[Stored data]

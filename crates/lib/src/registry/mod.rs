//! Registry access.
//!
//! A [`Registry`] is the publish target and the source of base images: it
//! issues a short-lived repository-scoped [`Session`] in exchange for
//! credentials (or anonymously, for pulls), accepts blobs and manifests, and
//! serves them back. Two implementations:
//!
//! - [`HttpRegistry`] speaks the OCI distribution API over HTTPS
//! - [`MemoryRegistry`] keeps everything in process, for dry runs and tests
//!
//! Sessions expire. [`SessionKeeper`] hands out the current session and
//! re-authenticates when it is about to lapse.

pub mod auth;
pub mod http;
pub mod memory;
mod session;

use std::fmt;
use std::str::FromStr;
use std::time::Duration;

use async_trait::async_trait;
use thiserror::Error;
use tokio::time::Instant;

use crate::oci::Digest;
use crate::release::tag::{TagError, validate_tag};
use crate::secret::{Credentials, Secret};

pub use http::HttpRegistry;
pub use memory::MemoryRegistry;
pub use session::{REFRESH_MARGIN, SessionKeeper};

#[derive(Debug, Error)]
pub enum RegistryError {
  /// The registry rejected the credentials or the token exchange failed.
  #[error("authentication to {registry} failed: {message}")]
  Auth { registry: String, message: String },

  #[error("unsupported authentication challenge: {0}")]
  Challenge(String),

  #[error("{method} {url} returned {status}")]
  Status { method: String, url: String, status: u16 },

  #[error("registry response is missing the {0} header")]
  MissingHeader(String),

  #[error("registry reported digest {actual}, expected {expected}")]
  DigestMismatch { expected: String, actual: String },

  #[error("invalid image reference '{0}'")]
  InvalidReference(String),

  #[error(transparent)]
  InvalidTag(#[from] TagError),

  #[error("registry request failed: {0}")]
  Transport(#[from] reqwest::Error),

  #[error("registry rejected the request: {0}")]
  Rejected(String),
}

/// How requests in a session are authorized.
#[derive(Debug, Clone)]
pub enum Authorization {
  Anonymous,
  Basic(Credentials),
  Bearer(Secret),
}

/// An authenticated, repository-scoped registry session.
#[derive(Debug, Clone)]
pub struct Session {
  pub repository: String,
  pub authorization: Authorization,
  /// Token lifetime in seconds, when the registry reports one.
  pub expires_in: Option<u64>,
  pub issued_at: Instant,
}

impl Session {
  pub fn new(repository: &str, authorization: Authorization, expires_in: Option<u64>) -> Self {
    Self {
      repository: repository.to_string(),
      authorization,
      expires_in,
      issued_at: Instant::now(),
    }
  }

  /// Whether the token lapses within `margin` from now. Sessions without a
  /// lifetime never do.
  pub fn expires_within(&self, margin: Duration) -> bool {
    match self.expires_in {
      Some(seconds) => self.issued_at.elapsed() + margin >= Duration::from_secs(seconds),
      None => false,
    }
  }
}

/// A manifest or index as served by a registry.
#[derive(Debug, Clone)]
pub struct Manifest {
  pub media_type: String,
  pub body: Vec<u8>,
  pub digest: Digest,
}

#[async_trait]
pub trait Registry: Send + Sync {
  /// Registry host, as it appears in image references.
  fn host(&self) -> &str;

  /// Exchange credentials for a session scoped to `repository` with pull and
  /// push rights.
  async fn authenticate(&self, repository: &str, credentials: &Credentials) -> Result<Session, RegistryError>;

  /// Open an anonymous session scoped to `repository` with pull rights.
  async fn authenticate_pull(&self, repository: &str) -> Result<Session, RegistryError>;

  async fn blob_exists(&self, session: &Session, digest: &Digest) -> Result<bool, RegistryError>;

  async fn push_blob(&self, session: &Session, digest: &Digest, data: &[u8]) -> Result<(), RegistryError>;

  /// Upload a manifest under `reference` (a tag or a digest) and return its digest.
  async fn push_manifest(
    &self,
    session: &Session,
    reference: &str,
    media_type: &str,
    body: &[u8],
  ) -> Result<Digest, RegistryError>;

  /// Digest of the manifest `reference` points at, if it exists.
  async fn resolve(&self, session: &Session, reference: &str) -> Result<Option<Digest>, RegistryError>;

  /// The manifest or index `reference` points at, if it exists.
  async fn fetch_manifest(&self, session: &Session, reference: &str) -> Result<Option<Manifest>, RegistryError>;

  /// Blob content, checked against `digest`.
  async fn fetch_blob(&self, session: &Session, digest: &Digest) -> Result<Vec<u8>, RegistryError>;
}

/// `<registry-host>/<repository>:<tag>`
#[derive(Debug, Clone, PartialEq, Eq)]
pub struct ImageReference {
  pub host: String,
  pub repository: String,
  pub tag: String,
}

impl ImageReference {
  pub fn new(host: &str, repository: &str, tag: &str) -> Result<Self, RegistryError> {
    validate_repository(repository)?;
    validate_tag(tag)?;
    if host.is_empty() || host.contains('/') {
      return Err(RegistryError::InvalidReference(host.to_string()));
    }
    Ok(Self {
      host: host.to_string(),
      repository: repository.to_string(),
      tag: tag.to_string(),
    })
  }
}

impl fmt::Display for ImageReference {
  fn fmt(&self, f: &mut fmt::Formatter<'_>) -> fmt::Result {
    write!(f, "{}/{}:{}", self.host, self.repository, self.tag)
  }
}

impl FromStr for ImageReference {
  type Err = RegistryError;

  fn from_str(s: &str) -> Result<Self, Self::Err> {
    let invalid = || RegistryError::InvalidReference(s.to_string());
    let (host, rest) = s.split_once('/').ok_or_else(invalid)?;
    let (repository, tag) = rest.rsplit_once(':').ok_or_else(invalid)?;
    Self::new(host, repository, tag)
  }
}

/// Repository names are lowercase path components of `[a-z0-9._-]`.
pub fn validate_repository(repository: &str) -> Result<(), RegistryError> {
  let valid = !repository.is_empty()
    && repository.split('/').all(|part| {
      !part.is_empty()
        && part
          .chars()
          .all(|c| c.is_ascii_lowercase() || c.is_ascii_digit() || matches!(c, '.' | '_' | '-'))
        && part.chars().next().is_some_and(|c| c.is_ascii_alphanumeric())
    });
  if valid {
    Ok(())
  } else {
    Err(RegistryError::InvalidReference(repository.to_string()))
  }
}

WORK TO BE COMPLETED. Copy out each line of the records that holds the string "Duration".

SOLVED EXERCISE.
use std::time::Duration;
  pub fn expires_within(&self, margin: Duration) -> bool {
      Some(seconds) => self.issued_at.elapsed() + margin >= Duration::from_secs(seconds),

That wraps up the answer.